## [Work request]
Show every line in the entries below where the word "Deserialize" appears.

## [Recorded data]
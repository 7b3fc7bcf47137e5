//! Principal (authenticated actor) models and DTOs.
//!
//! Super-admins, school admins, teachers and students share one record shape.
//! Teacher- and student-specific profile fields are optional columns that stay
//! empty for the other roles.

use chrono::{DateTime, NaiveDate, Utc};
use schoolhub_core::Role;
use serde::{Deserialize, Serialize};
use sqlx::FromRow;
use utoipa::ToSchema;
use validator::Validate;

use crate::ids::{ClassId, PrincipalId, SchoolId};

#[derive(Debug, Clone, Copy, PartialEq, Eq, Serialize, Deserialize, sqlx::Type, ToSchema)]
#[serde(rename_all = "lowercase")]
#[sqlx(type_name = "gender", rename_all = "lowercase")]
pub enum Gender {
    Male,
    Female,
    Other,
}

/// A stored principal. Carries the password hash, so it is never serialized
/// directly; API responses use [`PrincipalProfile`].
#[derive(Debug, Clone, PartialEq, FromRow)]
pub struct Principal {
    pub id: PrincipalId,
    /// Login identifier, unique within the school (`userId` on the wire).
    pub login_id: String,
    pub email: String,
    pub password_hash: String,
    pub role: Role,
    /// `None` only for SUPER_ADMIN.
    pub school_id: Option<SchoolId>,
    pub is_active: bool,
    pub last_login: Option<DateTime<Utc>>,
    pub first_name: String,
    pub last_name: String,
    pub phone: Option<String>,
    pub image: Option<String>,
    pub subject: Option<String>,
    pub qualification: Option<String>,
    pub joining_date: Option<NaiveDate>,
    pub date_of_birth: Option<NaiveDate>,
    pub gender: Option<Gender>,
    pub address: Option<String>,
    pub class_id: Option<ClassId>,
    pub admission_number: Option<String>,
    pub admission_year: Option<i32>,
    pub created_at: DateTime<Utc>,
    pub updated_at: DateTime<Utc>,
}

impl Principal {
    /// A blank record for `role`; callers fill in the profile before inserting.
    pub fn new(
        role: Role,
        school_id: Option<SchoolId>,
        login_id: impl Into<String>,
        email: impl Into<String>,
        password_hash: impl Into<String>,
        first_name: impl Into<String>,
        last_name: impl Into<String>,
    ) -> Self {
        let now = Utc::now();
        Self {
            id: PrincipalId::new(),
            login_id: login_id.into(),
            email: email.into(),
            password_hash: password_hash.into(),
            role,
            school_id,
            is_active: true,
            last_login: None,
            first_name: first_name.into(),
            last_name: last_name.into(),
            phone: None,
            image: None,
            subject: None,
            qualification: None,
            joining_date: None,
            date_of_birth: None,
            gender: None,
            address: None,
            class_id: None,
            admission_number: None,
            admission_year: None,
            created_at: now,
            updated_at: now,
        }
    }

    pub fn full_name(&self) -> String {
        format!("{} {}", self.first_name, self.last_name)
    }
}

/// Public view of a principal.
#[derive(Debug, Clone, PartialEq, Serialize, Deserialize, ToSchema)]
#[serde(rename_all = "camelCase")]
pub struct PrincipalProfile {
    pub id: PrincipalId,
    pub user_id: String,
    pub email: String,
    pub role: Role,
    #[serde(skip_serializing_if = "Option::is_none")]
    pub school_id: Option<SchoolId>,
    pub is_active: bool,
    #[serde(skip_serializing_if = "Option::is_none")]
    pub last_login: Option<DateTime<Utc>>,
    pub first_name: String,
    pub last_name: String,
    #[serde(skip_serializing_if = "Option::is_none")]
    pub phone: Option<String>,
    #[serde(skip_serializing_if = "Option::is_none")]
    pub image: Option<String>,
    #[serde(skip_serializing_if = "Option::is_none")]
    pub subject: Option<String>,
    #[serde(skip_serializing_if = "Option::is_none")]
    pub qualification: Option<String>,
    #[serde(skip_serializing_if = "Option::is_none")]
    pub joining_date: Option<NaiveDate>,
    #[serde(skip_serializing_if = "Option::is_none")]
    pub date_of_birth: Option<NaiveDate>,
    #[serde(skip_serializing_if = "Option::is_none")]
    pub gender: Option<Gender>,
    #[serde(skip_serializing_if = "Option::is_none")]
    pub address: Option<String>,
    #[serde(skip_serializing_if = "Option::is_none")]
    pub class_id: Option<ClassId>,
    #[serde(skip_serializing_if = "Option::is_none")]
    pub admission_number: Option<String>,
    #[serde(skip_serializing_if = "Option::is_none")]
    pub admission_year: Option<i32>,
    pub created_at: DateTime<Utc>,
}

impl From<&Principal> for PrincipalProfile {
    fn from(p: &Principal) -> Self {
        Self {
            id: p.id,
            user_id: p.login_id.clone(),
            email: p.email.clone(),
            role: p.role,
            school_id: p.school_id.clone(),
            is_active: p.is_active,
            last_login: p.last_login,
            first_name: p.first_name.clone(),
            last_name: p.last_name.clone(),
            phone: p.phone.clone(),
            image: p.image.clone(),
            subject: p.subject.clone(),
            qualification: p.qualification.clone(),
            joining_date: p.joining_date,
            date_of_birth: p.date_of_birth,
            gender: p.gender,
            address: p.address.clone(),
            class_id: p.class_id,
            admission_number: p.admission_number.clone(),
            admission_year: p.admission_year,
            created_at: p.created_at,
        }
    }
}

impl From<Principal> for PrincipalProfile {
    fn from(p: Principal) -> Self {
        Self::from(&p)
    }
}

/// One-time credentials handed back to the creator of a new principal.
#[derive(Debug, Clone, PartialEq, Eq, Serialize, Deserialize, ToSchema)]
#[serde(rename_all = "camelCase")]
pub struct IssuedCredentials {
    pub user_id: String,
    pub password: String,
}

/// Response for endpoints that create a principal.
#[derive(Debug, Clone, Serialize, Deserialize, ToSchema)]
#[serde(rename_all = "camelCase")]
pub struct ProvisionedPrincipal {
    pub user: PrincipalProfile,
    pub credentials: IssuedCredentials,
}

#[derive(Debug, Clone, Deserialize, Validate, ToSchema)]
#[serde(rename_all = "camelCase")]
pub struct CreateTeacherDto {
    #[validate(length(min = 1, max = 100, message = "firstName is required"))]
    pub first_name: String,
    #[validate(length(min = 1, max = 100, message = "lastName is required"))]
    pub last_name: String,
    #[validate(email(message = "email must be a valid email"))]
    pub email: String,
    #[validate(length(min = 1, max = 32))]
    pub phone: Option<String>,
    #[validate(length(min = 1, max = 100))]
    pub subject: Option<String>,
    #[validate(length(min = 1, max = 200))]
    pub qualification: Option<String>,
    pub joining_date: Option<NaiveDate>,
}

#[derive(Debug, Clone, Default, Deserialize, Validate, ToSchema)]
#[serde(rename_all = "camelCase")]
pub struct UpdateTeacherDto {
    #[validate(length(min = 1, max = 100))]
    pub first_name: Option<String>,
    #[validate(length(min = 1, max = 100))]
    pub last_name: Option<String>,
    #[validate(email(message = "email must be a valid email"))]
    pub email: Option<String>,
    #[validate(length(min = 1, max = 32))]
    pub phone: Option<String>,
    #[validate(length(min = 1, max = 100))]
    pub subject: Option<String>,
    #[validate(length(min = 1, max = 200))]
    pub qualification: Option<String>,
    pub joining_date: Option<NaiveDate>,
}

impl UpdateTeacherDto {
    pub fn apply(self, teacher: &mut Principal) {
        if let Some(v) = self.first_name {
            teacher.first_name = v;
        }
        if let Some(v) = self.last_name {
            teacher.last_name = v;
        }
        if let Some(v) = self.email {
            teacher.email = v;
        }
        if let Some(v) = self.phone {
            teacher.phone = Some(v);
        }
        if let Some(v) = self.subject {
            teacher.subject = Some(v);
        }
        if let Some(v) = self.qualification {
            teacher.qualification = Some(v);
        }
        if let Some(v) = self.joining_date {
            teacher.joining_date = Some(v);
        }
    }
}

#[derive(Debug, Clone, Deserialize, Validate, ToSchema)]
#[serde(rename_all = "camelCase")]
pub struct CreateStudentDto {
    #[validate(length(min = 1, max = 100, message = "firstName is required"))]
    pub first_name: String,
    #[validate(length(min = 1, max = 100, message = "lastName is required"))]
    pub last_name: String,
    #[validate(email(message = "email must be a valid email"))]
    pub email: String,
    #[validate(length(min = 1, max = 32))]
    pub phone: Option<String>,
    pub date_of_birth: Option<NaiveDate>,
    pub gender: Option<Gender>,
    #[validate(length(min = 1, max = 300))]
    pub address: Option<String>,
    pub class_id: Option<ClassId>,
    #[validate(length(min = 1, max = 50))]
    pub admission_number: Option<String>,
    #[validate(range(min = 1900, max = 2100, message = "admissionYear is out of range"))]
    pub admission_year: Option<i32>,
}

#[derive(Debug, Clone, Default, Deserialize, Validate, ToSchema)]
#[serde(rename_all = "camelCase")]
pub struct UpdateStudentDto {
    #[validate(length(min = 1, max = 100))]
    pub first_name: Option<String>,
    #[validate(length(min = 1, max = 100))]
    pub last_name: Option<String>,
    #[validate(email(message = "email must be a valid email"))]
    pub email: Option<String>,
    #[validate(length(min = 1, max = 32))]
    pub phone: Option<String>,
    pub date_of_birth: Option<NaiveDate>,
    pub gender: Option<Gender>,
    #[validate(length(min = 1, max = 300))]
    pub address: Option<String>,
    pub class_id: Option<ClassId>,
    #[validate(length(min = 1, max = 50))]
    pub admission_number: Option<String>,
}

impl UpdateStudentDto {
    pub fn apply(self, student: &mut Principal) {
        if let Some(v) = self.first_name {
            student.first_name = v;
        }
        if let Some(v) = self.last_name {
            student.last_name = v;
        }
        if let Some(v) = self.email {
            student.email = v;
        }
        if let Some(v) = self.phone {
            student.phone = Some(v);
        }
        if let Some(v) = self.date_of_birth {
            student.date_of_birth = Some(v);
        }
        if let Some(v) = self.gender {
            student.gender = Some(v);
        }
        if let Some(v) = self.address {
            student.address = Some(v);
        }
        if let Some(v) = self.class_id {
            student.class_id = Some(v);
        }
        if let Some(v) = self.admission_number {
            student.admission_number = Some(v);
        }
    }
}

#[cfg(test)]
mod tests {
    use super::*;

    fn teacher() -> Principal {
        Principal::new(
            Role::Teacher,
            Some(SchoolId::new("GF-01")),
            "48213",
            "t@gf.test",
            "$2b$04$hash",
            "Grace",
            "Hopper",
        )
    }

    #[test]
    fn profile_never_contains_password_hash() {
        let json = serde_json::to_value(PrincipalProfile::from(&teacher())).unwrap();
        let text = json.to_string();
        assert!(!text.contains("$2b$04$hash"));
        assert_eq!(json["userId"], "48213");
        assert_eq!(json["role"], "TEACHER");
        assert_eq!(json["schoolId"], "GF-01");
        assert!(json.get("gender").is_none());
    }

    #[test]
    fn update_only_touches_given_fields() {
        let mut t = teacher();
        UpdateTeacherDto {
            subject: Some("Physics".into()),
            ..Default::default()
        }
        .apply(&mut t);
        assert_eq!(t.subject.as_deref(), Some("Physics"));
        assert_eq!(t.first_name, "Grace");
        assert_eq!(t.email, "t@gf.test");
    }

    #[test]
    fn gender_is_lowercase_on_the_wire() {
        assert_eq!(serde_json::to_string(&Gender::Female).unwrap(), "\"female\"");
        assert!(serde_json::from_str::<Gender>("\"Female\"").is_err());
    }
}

==

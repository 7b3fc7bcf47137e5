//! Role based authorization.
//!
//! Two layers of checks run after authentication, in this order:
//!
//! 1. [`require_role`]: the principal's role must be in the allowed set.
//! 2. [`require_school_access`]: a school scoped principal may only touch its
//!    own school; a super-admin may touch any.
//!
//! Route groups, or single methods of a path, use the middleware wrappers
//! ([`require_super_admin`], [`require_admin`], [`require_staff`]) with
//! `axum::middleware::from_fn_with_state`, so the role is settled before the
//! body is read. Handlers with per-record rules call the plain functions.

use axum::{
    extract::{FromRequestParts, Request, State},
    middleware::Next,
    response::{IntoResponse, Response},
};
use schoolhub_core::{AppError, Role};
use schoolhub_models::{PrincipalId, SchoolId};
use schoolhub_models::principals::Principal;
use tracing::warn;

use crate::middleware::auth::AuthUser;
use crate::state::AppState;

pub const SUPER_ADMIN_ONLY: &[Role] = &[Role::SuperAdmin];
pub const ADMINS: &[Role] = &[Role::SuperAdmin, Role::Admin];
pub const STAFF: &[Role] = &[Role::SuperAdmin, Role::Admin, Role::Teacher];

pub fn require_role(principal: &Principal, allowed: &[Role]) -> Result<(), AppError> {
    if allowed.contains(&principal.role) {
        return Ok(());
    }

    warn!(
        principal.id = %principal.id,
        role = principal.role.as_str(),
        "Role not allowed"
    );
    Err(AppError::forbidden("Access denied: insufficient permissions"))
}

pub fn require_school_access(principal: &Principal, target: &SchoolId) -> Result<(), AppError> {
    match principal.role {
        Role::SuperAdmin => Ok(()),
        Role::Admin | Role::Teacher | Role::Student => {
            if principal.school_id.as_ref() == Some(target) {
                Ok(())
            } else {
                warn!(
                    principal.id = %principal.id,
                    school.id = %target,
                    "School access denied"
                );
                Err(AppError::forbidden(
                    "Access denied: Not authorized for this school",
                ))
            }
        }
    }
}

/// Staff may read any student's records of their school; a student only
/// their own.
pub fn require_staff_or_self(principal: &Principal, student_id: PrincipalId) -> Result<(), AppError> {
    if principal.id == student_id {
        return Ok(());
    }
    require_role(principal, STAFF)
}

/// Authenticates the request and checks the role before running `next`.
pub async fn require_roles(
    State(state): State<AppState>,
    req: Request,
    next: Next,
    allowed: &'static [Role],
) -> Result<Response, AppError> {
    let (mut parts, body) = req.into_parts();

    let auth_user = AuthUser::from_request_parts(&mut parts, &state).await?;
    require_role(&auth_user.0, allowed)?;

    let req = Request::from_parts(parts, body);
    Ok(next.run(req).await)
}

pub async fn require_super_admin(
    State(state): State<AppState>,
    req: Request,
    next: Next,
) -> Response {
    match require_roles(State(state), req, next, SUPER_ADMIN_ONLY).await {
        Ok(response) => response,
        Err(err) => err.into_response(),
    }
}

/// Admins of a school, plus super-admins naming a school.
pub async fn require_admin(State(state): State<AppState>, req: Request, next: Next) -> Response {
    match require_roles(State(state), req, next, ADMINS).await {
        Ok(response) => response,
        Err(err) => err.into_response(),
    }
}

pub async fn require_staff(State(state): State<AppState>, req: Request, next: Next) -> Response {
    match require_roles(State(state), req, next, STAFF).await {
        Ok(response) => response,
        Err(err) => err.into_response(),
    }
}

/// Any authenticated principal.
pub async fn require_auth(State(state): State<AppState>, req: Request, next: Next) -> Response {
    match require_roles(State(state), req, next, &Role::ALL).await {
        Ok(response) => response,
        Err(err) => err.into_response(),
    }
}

## [Written solution]
use serde::{Deserialize, Serialize};
#[derive(Debug, Clone, Copy, PartialEq, Eq, Serialize, Deserialize, sqlx::Type, ToSchema)]
#[derive(Debug, Clone, PartialEq, Serialize, Deserialize, ToSchema)]
#[derive(Debug, Clone, PartialEq, Eq, Serialize, Deserialize, ToSchema)]
#[derive(Debug, Clone, Serialize, Deserialize, ToSchema)]
#[derive(Debug, Clone, Deserialize, Validate, ToSchema)]
#[derive(Debug, Clone, Default, Deserialize, Validate, ToSchema)]
#[derive(Debug, Clone, Deserialize, Validate, ToSchema)]
#[derive(Debug, Clone, Default, Deserialize, Validate, ToSchema)]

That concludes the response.